Seoul (AsiaNews) – The “third” Kim, who is also the third son and heir apparent of ‘dear leader’ Kim Jong-il, is getting ready for his most important step towards succession. South Korean media are abuzz that Kim Jong-un is travelling to China, alone, a rumour a well-placed source confirmed to AsiaNews.

“It appears that Kim Jong-un is going to China alone,” the source told AsiaNews. “South Korean intelligence services believe it will occur very soon, right after the lunar New Year (3 February), around mid-February”.

Preparations are apparently already complete even though nothing indicates any heightened security in North Korea.

If there is anything that shows something is afoot, it is the absence of Jong-un and his powerful uncle Jang Song-thaek, who is vice-chairman of the National Defence Commission and Jong-un’s tutor, from the deal leader’s latest visits to factories and military installations.

The source said that the two men, who are top military officers, are “not going on these visits because they are busy preparing their mission. Let us not forget that visits to military sites are a basic tradition with which the Kim dynasty bonds with soldiers. They guarantee the continuity of the family’s power.”

Their absence means, “either they have fallen out favour or are getting ready to act independently from the dictator. Their fate is intertwined because Kim and Jang had to back each other after the death of Kim Jong-il to avoid vendettas within the family.”

In light of this, the importance of the upcoming meeting between Chinese President Hu Jintao, his successor Xi Jinping and the third Kim becomes clear.

A summit of this sort was inevitable. North Korea survives economically and internationally only because of China’s goodwill. For the past six decades, Beijing has acted as Pyongyang’s mentor.

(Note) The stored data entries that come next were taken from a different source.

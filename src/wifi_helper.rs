use std::{net::Ipv4Addr, str::FromStr};

use anyhow::anyhow;
use embedded_svc::wifi::{AccessPointConfiguration, AuthMethod, ClientConfiguration, Configuration};
use esp_idf_svc::hal::{modem::Modem, peripheral::Peripheral};
use esp_idf_svc::{
    eventloop::EspSystemEventLoop,
    ipv4::{self, Mask, Subnet},
    netif::{EspNetif, NetifConfiguration, NetifStack},
    nvs::EspDefaultNvsPartition,
    wifi::{BlockingWifi, EspWifi, WifiDriver},
};
use log::info;

use crate::{
    configuration::{MonitorConfig, WifiMode, WIFI_MODE},
    network::NetworkLayer,
};

const AP_GATEWAY: &str = "192.168.4.1";
const AP_CHANNEL: u8 = 1;
const AP_MAX_CONNECTIONS: u16 = 4;

pub struct EspWifiNetwork<'a> {
    wifi: BlockingWifi<EspWifi<'a>>,
    mode: WifiMode,
}

impl<'a> EspWifiNetwork<'a> {
    pub fn new(modem: impl Peripheral<P = Modem> + 'a, config: &MonitorConfig) -> anyhow::Result<Self> {
        let sys_loop = EspSystemEventLoop::take()?;
        let nvs = EspDefaultNvsPartition::take()?;

        let wifi_drv = WifiDriver::new(modem, sys_loop.clone(), Some(nvs))?;
        let wifi_esp = EspWifi::wrap_all(
            wifi_drv,
            EspNetif::new(NetifStack::Sta)?,
            EspNetif::new_with_conf(&NetifConfiguration {
                ip_configuration: ipv4::Configuration::Router(ipv4::RouterConfiguration {
                    subnet: Subnet {
                        gateway: Ipv4Addr::from_str(AP_GATEWAY)?,
                        mask: Mask(24),
                    },
                    ..Default::default()
                }),
                ..NetifConfiguration::wifi_default_router()
            })?,
        )?;

        let mut wifi = BlockingWifi::wrap(wifi_esp, sys_loop)?;

        info!("Set configuration");
        wifi.set_configuration(&wifi_configuration(config)?)?;

        Ok(Self {
            wifi,
            mode: WIFI_MODE,
        })
    }
}

fn wifi_configuration(config: &MonitorConfig) -> anyhow::Result<Configuration> {
    let ssid = config
        .ssid
        .as_str()
        .try_into()
        .map_err(|_| anyhow!("SSID too long"))?;
    let password = config
        .passphrase
        .as_str()
        .try_into()
        .map_err(|_| anyhow!("Passphrase too long"))?;

    Ok(match WIFI_MODE {
        WifiMode::AccessPoint => Configuration::AccessPoint(AccessPointConfiguration {
            ssid,
            password,
            ssid_hidden: false,
            auth_method: AuthMethod::WPA2Personal,
            max_connections: AP_MAX_CONNECTIONS,
            channel: AP_CHANNEL,
            ..Default::default()
        }),
        WifiMode::Station => Configuration::Client(ClientConfiguration {
            ssid,
            bssid: None,
            auth_method: if config.passphrase.is_empty() {
                AuthMethod::None
            } else {
                AuthMethod::WPA2Personal
            },
            password,
            channel: None,
            ..Default::default()
        }),
    })
}

impl<'a> NetworkLayer for EspWifiNetwork<'a> {
    fn start(&mut self) -> anyhow::Result<Ipv4Addr> {
        match self.mode {
            WifiMode::AccessPoint => {
                let _ = self.wifi.stop();

                self.wifi.start()?;
                info!("WiFi started");

                self.wifi.wait_netif_up()?;
                info!("Access point listening");

                Ok(self.wifi.wifi().ap_netif().get_ip_info()?.ip)
            }
            WifiMode::Station => {
                let _ = self.wifi.disconnect();

                if !self.wifi.is_started()? {
                    self.wifi.start()?;
                    info!("WiFi started");
                }

                self.wifi.connect()?;
                info!("WiFi connected");

                self.wifi.wait_netif_up()?;
                info!("WiFi netif up");

                Ok(self.wifi.wifi().sta_netif().get_ip_info()?.ip)
            }
        }
    }
}
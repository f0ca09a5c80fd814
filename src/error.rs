use std::{fmt, io};

#[derive(Debug)]
pub enum MonitorError {
    InvalidBounds { lower: f64, upper: f64 },
    SensorOutOfRange { value: f64, lower: f64, upper: f64 },
    ConnectionClosedPrematurely,
    NetworkUnavailable { attempts: u32 },
    InvalidConfig(&'static str),
    Json(serde_json::Error),
    Io(io::Error),
}

impl fmt::Display for MonitorError {
    fn fmt(&self, f: &mut fmt::Formatter<'_>) -> fmt::Result {
        match self {
            MonitorError::InvalidBounds { lower, upper } => {
                write!(f, "Invalid bounds: lower {lower} must be below upper {upper}")
            }
            MonitorError::SensorOutOfRange {
                value,
                lower,
                upper,
            } => write!(f, "Sensor reading {value} outside of [{lower}, {upper}]"),
            MonitorError::ConnectionClosedPrematurely => {
                write!(f, "Connection closed before the end of the request")
            }
            MonitorError::NetworkUnavailable { attempts } => {
                write!(f, "Network unavailable after {attempts} attempt(s)")
            }
            MonitorError::InvalidConfig(reason) => write!(f, "Invalid configuration: {reason}"),
            MonitorError::Json(e) => write!(f, "JSON error: {e}"),
            MonitorError::Io(e) => write!(f, "I/O error: {e}"),
        }
    }
}

impl std::error::Error for MonitorError {
    fn source(&self) -> Option<&(dyn std::error::Error + 'static)> {
        match self {
            MonitorError::Json(e) => Some(e),
            MonitorError::Io(e) => Some(e),
            _ => None,
        }
    }
}

impl From<io::Error> for MonitorError {
    fn from(e: io::Error) -> Self {
        MonitorError::Io(e)
    }
}

impl From<serde_json::Error> for MonitorError {
    fn from(e: serde_json::Error) -> Self {
        MonitorError::Json(e)
    }
}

In the past few years, relations have cooled however. Kim Jong-il’s nuclear programme and his autarchic policies have irritated Beijing, which has repeatedly tried to tell the dictator who was boss.

Alternatively, the source told AsiaNews, “Kim Jong-un’s solo trip might be a summon from Hu, who has already written the father out of the picture. In this sense, Beijing might tie official recognition of Jong-un’s succession to him showing greater obedience. To do this, it might need just to scare him up close.”